As with all retrospective analyses using administrative claims data, the limitations associated with this study should be considered when interpreting the current findings. This study has limitations inherent to a single group pre-post observational design. Given the absence of a comparator group in this analysis, the observed changes in HCRU may not be attributable to PIM treatment only. It is possible that differences in HCRU patterns between the pre- and post-initiation periods may also reflect potential progression of the disease or increased clinical attention following the diagnosis of PDP rather than a direct treatment effect. However, it is believed that the HCRU reduction occurring for any cause as well as PDP-related causes is indicative of a true treatment effect of PIM. The authors, however, acknowledge that regression to the mean and the role of time-varying confounders (eg, changes in dopaminergic medication dose, concomitant medications) that are not observable in claims data such as the Medicare sample may not be ruled out. It should also be noted that pre-post designs generally mitigate this limitation by utilizing each patient as their own control, thereby providing insights about the HCRU trends before and after PIM treatment.

By limiting the follow-up period to 6 months instead of a longer period, however, we aimed to limit the potential for time-varying confounders. It should also be noted that the pre-period utilization in this analysis could reflect background healthcare use rather than PDP burden since part of the 6-month pre-index period could occur before PDP was clinically recognized in some patients. Additionally, it is possible that survivorship bias, a form of selection bias, resulting from the study requirement to include only patients with at least 6 months of PIM monotherapy (ie, patients who survive and remain on therapy long enough) may limit our findings. Given these limitations, the results should be interpreted as descriptive associations rather than causal estimates.

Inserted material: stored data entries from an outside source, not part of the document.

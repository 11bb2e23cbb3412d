use crate::config;
use adc_uart::config::adc::VREF;
use std::collections::VecDeque;
use std::fmt::Write;

/// One decoded report line.
#[derive(Copy, Clone, Debug, PartialEq)]
pub struct Sample {
    pub raw: i32,
    pub volts: f64,
}

pub struct State {
    chart: Chart,
    received: u64,
    latest: Option<Sample>,
    logs: VecDeque<String>,
}

impl Default for State {
    fn default() -> Self {
        Self {
            chart: Chart::default(),
            received: 0,
            latest: None,
            logs: VecDeque::with_capacity(config::SCROLLBACK_LINES),
        }
    }
}

impl State {
    pub fn chart(&self) -> &Chart {
        &self.chart
    }

    pub fn latest(&self) -> Option<Sample> {
        self.latest
    }

    /// Number of samples received so far, including ones no longer on the chart.
    pub fn received(&self) -> u64 {
        self.received
    }

    pub fn push_sample(&mut self, sample: Sample) {
        #[allow(clippy::cast_precision_loss)]
        let x = self.received as f64;
        self.received += 1;
        self.latest = Some(sample);

        let coords = &mut self.chart.coords;
        if coords.len() >= config::HISTORY {
            coords.remove(0);
        }
        coords.push((x, sample.volts));

        let first_x = coords.first().map_or(x, |&(x, _)| x);
        self.chart.x_axis.range.set_min(first_x);
        self.chart.x_axis.range.set_max(x);
    }

    pub fn logs(&self) -> &VecDeque<String> {
        &self.logs
    }

    pub fn push_log(&mut self, log: &str) {
        let log = match log.char_indices().nth(config::MAX_LINE_LENGTH) {
            Some((end, _)) => &log[..end],
            None => log,
        };

        let string = if self.logs.len() >= config::SCROLLBACK_LINES {
            // Reuse existing string allocation
            match self.logs.pop_front() {
                Some(mut existing_string) => {
                    existing_string.clear();
                    existing_string.push_str(log);
                    existing_string
                }
                None => unreachable!("cannot be empty"),
            }
        } else {
            // Not full yet, allocate new string
            log.to_string()
        };
        self.logs.push_back(string);
    }
}

pub struct Chart {
    pub x_axis: Axis,
    pub y_axis: Axis,
    pub coords: Vec<(f64, f64)>,
}

impl Default for Chart {
    fn default() -> Self {
        Self {
            x_axis: Axis {
                name: "sample".to_string(),
                range: AxisRange::new(0., 0.),
            },
            y_axis: Axis {
                name: "V".to_string(),
                range: AxisRange::new(0., VREF.into()),
            },
            coords: Vec::with_capacity(config::HISTORY),
        }
    }
}

pub struct Axis {
    pub name: String,
    pub range: AxisRange,
}

pub struct AxisRange {
    min: f64,
    min_name: String,
    max: f64,
    max_name: String,
}

impl AxisRange {
    pub fn new(min: f64, max: f64) -> Self {
        Self {
            min,
            min_name: label(min),
            max,
            max_name: label(max),
        }
    }

    pub fn min(&self) -> f64 {
        self.min
    }

    pub fn min_name(&self) -> &str {
        &self.min_name
    }

    pub fn max(&self) -> f64 {
        self.max
    }

    pub fn max_name(&self) -> &str {
        &self.max_name
    }

    pub fn set_min(&mut self, min: f64) {
        if min != self.min {
            self.min = min;
            self.min_name.clear();
            let _ = write!(self.min_name, "{}", Label(min));
        }
    }

    pub fn set_max(&mut self, max: f64) {
        if max != self.max {
            self.max = max;
            self.max_name.clear();
            let _ = write!(self.max_name, "{}", Label(max));
        }
    }
}

/// Axis labels: integers as-is, everything else to 2 decimal places.
struct Label(f64);

impl std::fmt::Display for Label {
    fn fmt(&self, f: &mut std::fmt::Formatter<'_>) -> std::fmt::Result {
        if self.0.fract() == 0. {
            write!(f, "{}", self.0)
        } else {
            write!(f, "{:.2}", self.0)
        }
    }
}

fn label(x: f64) -> String {
    Label(x).to_string()
}

#[cfg(test)]
mod tests {
    use super::*;

    fn sample(raw: i32) -> Sample {
        Sample {
            raw,
            volts: f64::from(raw) * 3.3 / 4096.,
        }
    }

    #[test]
    fn axis_labels() {
        let state = State::default();
        assert_eq!(state.chart().y_axis.range.min_name(), "0");
        assert_eq!(state.chart().y_axis.range.max_name(), "3.30");
    }

    #[test]
    fn samples_scroll_off_the_chart() {
        let mut state = State::default();
        for raw in 0..(config::HISTORY as i32 + 10) {
            state.push_sample(sample(raw));
        }

        let coords = &state.chart().coords;
        assert_eq!(coords.len(), config::HISTORY);
        assert_eq!(coords[0].0, 10.);
        assert_eq!(state.chart().x_axis.range.min(), 10.);
        assert_eq!(state.chart().x_axis.range.max_name(), "609");
        assert_eq!(state.received(), config::HISTORY as u64 + 10);
        assert_eq!(state.latest().map(|s| s.raw), Some(config::HISTORY as i32 + 9));
    }

    #[test]
    fn log_is_bounded() {
        let mut state = State::default();
        for i in 0..config::SCROLLBACK_LINES + 5 {
            state.push_log(&i.to_string());
        }
        assert_eq!(state.logs().len(), config::SCROLLBACK_LINES);
        assert_eq!(state.logs().front().map(String::as_str), Some("5"));

        state.push_log(&"x".repeat(config::MAX_LINE_LENGTH * 2));
        assert_eq!(state.logs().back().map(String::len), Some(config::MAX_LINE_LENGTH));
    }
}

Furthermore, results of this analysis may also be biased due to diagnostic coding errors related to undercoding or miscoding and potential residual confounding due to unobservable clinical characteristics such as disease severity, functional status, that may influence outcomes. Finally, the results from the analysis of Medicare patients may not be applicable to younger patients or those with different insurance coverage.

Despite these limitations, the findings provide valuable real-world evidence supporting the potential benefits of PIM initiation and its immediate impact among newly diagnosed PDP patients.

CONCLUSION

In this retrospective real-world claims database analysis of Medicare patients with PDP, initiation of PIM within 6 months of PDP diagnosis was associated with significant reductions in the percentage of patients with all-cause and psychiatric-related HCRU in the 6-month post-index period compared with the 6-month pre-index period. These findings suggest that early treatment with PIM may reduce the HCRU burden in the PDP population. Further research may be needed to explore the association between timing of PIM initiation after psychosis onset and the extent of clinical benefits as well as the role of prescriber clinical experience in the timing of PIM initiation among PDP patients. These potential future investigations may be helpful in expanding the understanding of the role of PIM as a first-line treatment for patients with PDP.


Disclosures

N.R., L.C., and D.D. are employees of Acadia Pharmaceuticals. D.K. and K.R. are employees of Anlitiks Inc., which received funding from Acadia Pharmaceuticals to conduct this study.

Funding

This study was financially sponsored by Acadia Pharmaceuticals.